AI visibility data is inherently noisier than traditional web analytics. LLM responses are non-deterministic, sample sizes are smaller than web traffic datasets, and platform behavior changes as models are updated. This page explains how to interpret Cited’s data with appropriate confidence and what to watch for when drawing conclusions.Documentation Index
Fetch the complete documentation index at: https://docs.getcited.in/llms.txt
Use this file to discover all available pages before exploring further.
Single-run vs aggregated data
A single AI response to a single prompt is one data point. It tells you whether Brand X was mentioned in this specific response — but it does not tell you whether Brand X is generally mentioned for this type of query. The same prompt run a second time may produce a different answer with different brands. Cited aggregates across multiple runs per query and across multiple queries per brand. Dashboard mention rates are computed from the full set of daily responses, not from any single run. This aggregation is what makes the metrics stable enough to act on.Sample size considerations
For the Cited Index:- 253 brands across 8 categories, with 21-55 brands per category
- 185 queries (20-25 per category)
- 740 total responses per monthly refresh
- Category-level percentile distributions (p25, p50, p75) are statistically stable because they aggregate across all brands in a category
| Plan | Queries | Platforms | Daily data points |
|---|---|---|---|
| Starter | 25 | 3 | 75 |
| Pro | 75 | 5 | 375 |
| Scale | 125+ | 5 | 625+ |
When to trust a trend
Not all metric movements deserve a reaction. The reliability of a trend depends on its duration and magnitude. Single-day changes: Treat as noise unless the change is dramatic (more than 15 percentage points in a single day). Most single-day movements are caused by LLM non-determinism, not by real changes in brand visibility. 3-5 day trends: Directional signal. Worth investigating but not acting on. If mention rate drops for 4 consecutive days, start looking for causes — but do not make content or strategy changes based on less than a week of data. 2-week trends: Reliable. If a metric moves consistently over two weeks, the change is real. This is the minimum window for making GEO strategy decisions — “our mention rate dropped 5 points over the last two weeks” is actionable.
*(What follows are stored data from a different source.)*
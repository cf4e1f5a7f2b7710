//! Subscription and synchronous fan-out of town mutation events.

use std::sync::Arc;

use crate::conversation_area::ConversationArea;
use crate::player::Player;

/// A lifecycle event fanned out to every subscribed listener after a mutation
/// commits. Events carry a snapshot of the affected player or area, not a live
/// handle, so listeners can't accidentally alias controller-owned state.
#[derive(Debug, Clone, PartialEq)]
pub enum TownEvent {
    /// Fired once, after a successful `add_player`.
    PlayerJoined(Player),
    /// Fired once, after `destroy_session` removes a player.
    PlayerDisconnected(Player),
    /// Fired once per `update_player_location` call, including no-op movements,
    /// always after any area events it produced.
    PlayerMoved(Player),
    /// Fired whenever an area's occupant list changes and the area still exists.
    ConversationAreaUpdated(ConversationArea),
    /// Fired when an area's occupant count drops to zero and it is removed.
    ConversationAreaDestroyed(ConversationArea),
    /// Fired exactly once per controller, during `disconnect_all_players`.
    TownDestroyed,
}

/// Receives [`TownEvent`]s for one town. Implementations must not call back into the
/// controller that invoked them — the controller does not defend against reentrancy.
pub trait TownListener: Send + Sync {
    fn on_event(&self, event: &TownEvent);
}

/// A deduplicated set of listener subscriptions, fanned out to synchronously and in
/// registration order. Add/remove are idempotent by identity (`Arc` pointer).
#[derive(Default)]
pub struct ListenerSet {
    listeners: Vec<Arc<dyn TownListener>>,
}

impl ListenerSet {

    pub fn new() -> Self {
        Self { listeners: Vec::new() }
    }

    /// Add a listener, ignoring the call if an identical `Arc` is already present.
    pub fn add(&mut self, listener: Arc<dyn TownListener>) {
        if !self.listeners.iter().any(|l| Arc::ptr_eq(l, &listener)) {
            self.listeners.push(listener);
        }
    }

    /// Remove a listener by identity. A listener removed here will not observe any
    /// mutation whose fan-out has not yet begun.
    pub fn remove(&mut self, listener: &Arc<dyn TownListener>) {
        self.listeners.retain(|l| !Arc::ptr_eq(l, listener));
    }

    /// Fan out one event to every currently subscribed listener, in registration
    /// order.
    pub fn dispatch(&self, event: &TownEvent) {
        for listener in &self.listeners {
            listener.on_event(event);
        }
    }

}

#[cfg(test)]
mod tests {

    use std::sync::atomic::{AtomicUsize, Ordering};

    use super::*;

    struct CountingListener(AtomicUsize);

    impl TownListener for CountingListener {
        fn on_event(&self, _event: &TownEvent) {
            self.0.fetch_add(1, Ordering::SeqCst);
        }
    }

    #[test]
    fn add_is_idempotent_by_identity() {
        let mut set = ListenerSet::new();
        let listener: Arc<dyn TownListener> = Arc::new(CountingListener(AtomicUsize::new(0)));
        set.add(listener.clone());
        set.add(listener.clone());
        assert_eq!(set.listeners.len(), 1);
    }

    #[test]
    fn removed_listener_does_not_see_future_events() {
        let mut set = ListenerSet::new();
        let listener = Arc::new(CountingListener(AtomicUsize::new(0)));
        let dyn_listener: Arc<dyn TownListener> = listener.clone();
        set.add(dyn_listener.clone());
        set.dispatch(&TownEvent::TownDestroyed);
        set.remove(&dyn_listener);
        set.dispatch(&TownEvent::TownDestroyed);
        assert_eq!(listener.0.load(Ordering::SeqCst), 1);
    }

}
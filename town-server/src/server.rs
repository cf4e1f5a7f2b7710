//! A minimal line-oriented front end driving a [`TownRegistry`]. Stands in for the
//! real-time transport (WebSocket/REST) that would sit in front of the core in a
//! deployed system.

use std::io::{self, BufRead};
use std::sync::Arc;
use std::thread;

use crossbeam_channel::{bounded, Receiver};
use tracing::info;

use town_core::{TownController, TownEvent, TownListener, TownRegistry};

use crate::command;

/// Reads stdin on a background thread and makes each line available as a channel
/// event, so the main loop can select between input and other future event sources
/// without blocking on a synchronous read.
pub struct Server {
    registry: Arc<TownRegistry>,
    lines: Receiver<String>,
}

impl Server {

    pub fn new(registry: Arc<TownRegistry>) -> Self {
        let (tx, rx) = bounded(16);
        thread::spawn(move || {
            let stdin = io::stdin();
            for line in stdin.lock().lines() {
                match line {
                    Ok(line) => if tx.send(line).is_err() {
                        break;
                    },
                    Err(_) => break,
                }
            }
        });
        Self { registry, lines: rx }
    }

    /// Run the control loop until stdin closes.
    pub fn run(&self) {
        info!("town-server ready, type `help` for a list of commands");
        for line in &self.lines {
            command::handle_command(&line, &self.registry);
        }
    }

}

/// Prints every event fanned out by a town's controller. Attached to every town
/// created through the registry so the operator console stays informative without
/// the transport layer this crate doesn't implement.
pub struct LoggingListener {
    pub town_id: String,
}

impl TownListener for LoggingListener {
    fn on_event(&self, event: &TownEvent) {
        println!("[{}] {event:?}", self.town_id);
    }
}

/// Attach a [`LoggingListener`] to `controller`, returning the handle so it can
/// later be detached with [`TownController::remove_listener`].
pub fn attach_logging_listener(controller: &Arc<TownController>) -> Arc<dyn TownListener> {
    let listener: Arc<dyn TownListener> = Arc::new(LoggingListener { town_id: controller.id().to_string() });
    controller.add_listener(listener.clone());
    listener
}
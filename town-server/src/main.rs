//! Demo bootstrap binary for the town session core: wires a [`town_core::TownRegistry`]
//! to a stub media-token broker and drives it from a line-oriented console.

pub mod broker;
pub mod command;
pub mod config;
pub mod server;

use std::sync::Arc;

use tracing_subscriber::EnvFilter;

use town_core::TownRegistry;

use broker::StubTokenBroker;
use server::Server;

fn main() {
    tracing_subscriber::fmt()
        .with_env_filter(EnvFilter::try_from_default_env().unwrap_or_else(|_| EnvFilter::new("info")))
        .init();

    let registry = Arc::new(TownRegistry::new(Arc::new(StubTokenBroker)));
    Server::new(registry).run();
}
//! Configuration for the demo server, given from environment variables and lazily
//! initialized when needed.

use once_cell::race::{OnceBool, OnceBox};
use std::env;


/// Return true if newly created towns are publicly listed by default.
///
/// To change this, set `TOWN_DEFAULT_PUBLIC=0`.
pub fn default_public() -> bool {
    static ENV: OnceBool = OnceBool::new();
    ENV.get_or_init(|| {
        env::var_os("TOWN_DEFAULT_PUBLIC")
            .map(|s| s.as_encoded_bytes() != b"0")
            .unwrap_or(true)
    })
}

/// Soft display cap reported in town listings. The core does not enforce this as an
/// admission limit; it exists for client display only.
///
/// To change this, set `TOWN_DEFAULT_MAX_OCCUPANCY=<n>`.
pub fn default_max_occupancy() -> usize {
    static ENV: OnceBox<usize> = OnceBox::new();
    *ENV.get_or_init(|| {
        let value = env::var("TOWN_DEFAULT_MAX_OCCUPANCY")
            .ok()
            .and_then(|s| s.parse().ok())
            .unwrap_or(DEFAULT_MAX_OCCUPANCY);
        Box::new(value)
    })
}

/// Fallback soft occupancy cap when `TOWN_DEFAULT_MAX_OCCUPANCY` is unset or
/// unparsable.
pub const DEFAULT_MAX_OCCUPANCY: usize = 50;
//! Authoritative in-memory session core for a multiplayer virtual-town server.
//!
//! A [`controller::TownController`] owns one town's players, sessions and
//! conversation areas and fans out mutation events to listeners synchronously.
//! A [`registry::TownRegistry`] multiplexes controllers by town id for a whole
//! process. Transport, REST, persistence, and the real media-token provider are
//! all adapters that sit outside this crate.

pub mod broker;
pub mod controller;
pub mod conversation_area;
pub mod geometry;
pub mod ids;
pub mod listener;
pub mod location;
pub mod player;
pub mod registry;
pub mod session;

pub use broker::{BrokerError, TownTokenBroker};
pub use controller::{TownController, TownId};
pub use conversation_area::{AreaLabel, ConversationArea, NewConversationArea};
pub use geometry::BoundingBox;
pub use listener::{ListenerSet, TownEvent, TownListener};
pub use location::{Location, Rotation};
pub use player::{Player, PlayerId};
pub use registry::{TownListing, TownRegistry};
pub use session::{Session, SessionToken};
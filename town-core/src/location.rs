//! Avatar location and facing.

use arcstr::ArcStr;

/// The four facing directions an avatar's sprite can render as.
#[derive(Debug, Clone, Copy, PartialEq, Eq, Default)]
pub enum Rotation {
    #[default]
    Front,
    Back,
    Left,
    Right,
}

/// A player's position on the town's 2D plane, plus the client-asserted conversation
/// area membership hint carried alongside movement updates.
#[derive(Debug, Clone, PartialEq)]
pub struct Location {
    pub x: f64,
    pub y: f64,
    pub rotation: Rotation,
    pub moving: bool,
    /// The label of the conversation area the client believes it is in, if any. This
    /// is trusted over pure geometry when it names a real area; see
    /// [`crate::controller::TownController::update_player_location`].
    pub conversation_label: Option<ArcStr>,
}

impl Location {
    pub fn new(x: f64, y: f64, rotation: Rotation, moving: bool) -> Self {
        Self { x, y, rotation, moving, conversation_label: None }
    }

    pub fn with_conversation_label(mut self, label: impl Into<ArcStr>) -> Self {
        self.conversation_label = Some(label.into());
        self
    }
}
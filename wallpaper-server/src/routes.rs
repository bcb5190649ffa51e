//! Router configuration module
//!
//! Configures all routes, middleware layers, and creates the application router.

use std::{sync::Arc, time::Duration};

use axum::{
    extract::{Request, State},
    middleware::{self, Next},
    response::{IntoResponse, Response},
    routing::get,
    Json, Router,
};
use tower_governor::{governor::GovernorConfigBuilder, GovernorLayer};
use tower_http::cors::{Any, CorsLayer};
use tower_http::trace::TraceLayer;
use utoipa::OpenApi;

use crate::config::Config;
use crate::error::ApiError;
use crate::handlers::{
    debug_info, health, image_at_position, index, latest_image, list_images, ready, AppState,
};
use crate::openapi::ApiDoc;

/// Create the application router with default config (for testing)
pub fn create_router(state: AppState) -> Router {
    create_router_with_config(state, &Config::default())
}

/// Create the application router with custom configuration
///
/// CORS wraps every other layer, so rate limit and timeout rejections carry
/// the cross-origin header as well.
pub fn create_router_with_config(state: AppState, config: &Config) -> Router {
    let cors = CorsLayer::new()
        .allow_origin(Any)
        .allow_methods(Any)
        .allow_headers(Any);

    let mut router = Router::new()
        .route("/", get(index))
        .route("/index.html", get(index))
        .route("/api/images", get(list_images))
        .route("/api/images/", get(list_images))
        .route("/api/images/latest", get(latest_image))
        .route("/api/images/position/", get(image_at_position))
        .route("/api/images/position/{*position}", get(image_at_position))
        .route("/api/debug", get(debug_info))
        .route("/health", get(health))
        .route("/ready", get(ready))
        .route("/api-docs/openapi.json", get(openapi_json))
        .fallback(not_found)
        .with_state(state)
        .layer(middleware::from_fn_with_state(
            Duration::from_secs(config.timeout_secs),
            request_timeout,
        ));

    // Disabled in tests, enabled in production
    if config.rate_limit_enabled {
        let governor_conf = GovernorConfigBuilder::default()
            .period(config.rate_limit_period())
            .burst_size(config.rate_limit_burst.max(1))
            .finish()
            .expect("Failed to build rate limiter config");

        tracing::info!(
            "Rate limiting: {} req/s (burst: {})",
            config.rate_limit_per_sec,
            config.rate_limit_burst
        );

        router = router.layer(
            GovernorLayer::new(Arc::new(governor_conf))
                .error_handler(|err| ApiError::from_governor(err).into_response()),
        );
    } else {
        tracing::warn!("Rate limiting: DISABLED");
    }

    router.layer(TraceLayer::new_for_http()).layer(cors)
}

async fn request_timeout(State(limit): State<Duration>, request: Request, next: Next) -> Response {
    match tokio::time::timeout(limit, next.run(request)).await {
        Ok(response) => response,
        Err(_) => ApiError::RequestTimeout(limit).into_response(),
    }
}

async fn openapi_json() -> Json<utoipa::openapi::OpenApi> {
    Json(ApiDoc::openapi())
}

async fn not_found() -> ApiError {
    ApiError::not_found("Endpoint not found")
}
Month-over-month: The most reliable comparison window, especially for Cited Index data where monthly refresh cycles align with the comparison period.Known noise sources
Five things cause legitimate measurement noise that is not a signal of real visibility change:- LLM non-determinism — the same prompt produces different brand mentions across runs
- Model updates by AI providers — silent updates to ChatGPT, Gemini, or Claude models change response patterns without notice
- Live retrieval variance — search-enabled platforms (Perplexity, ChatGPT) pull different web results across sessions
- Seasonal or news-driven spikes — a brand in the news gets temporary mention rate lifts that regress once the news cycle passes
- Pipeline timing — if a query runs during a platform outage or rate limit, it produces no data for that run
What Cited reports vs what Cited recommends
Cited reports raw metrics as computed from the data: mention rates, share of voice, average position, sentiment scores. These are the numbers in your dashboard. Cited recommends interpreting these numbers through the lens of trend duration and sample size. Look at 2-week moving averages rather than daily snapshots. Compare against category benchmarks rather than absolute thresholds. Do not over-index on single-day movements.Related concepts
- Non-determinism — the underlying cause of measurement noise
- Mention rate — the primary metric with benchmark data
- Refresh cadence — when data is collected and available
- Cited Index benchmarks — the empirical baseline for comparison
Frequently asked questions
How confident can I be in my brand's mention rate?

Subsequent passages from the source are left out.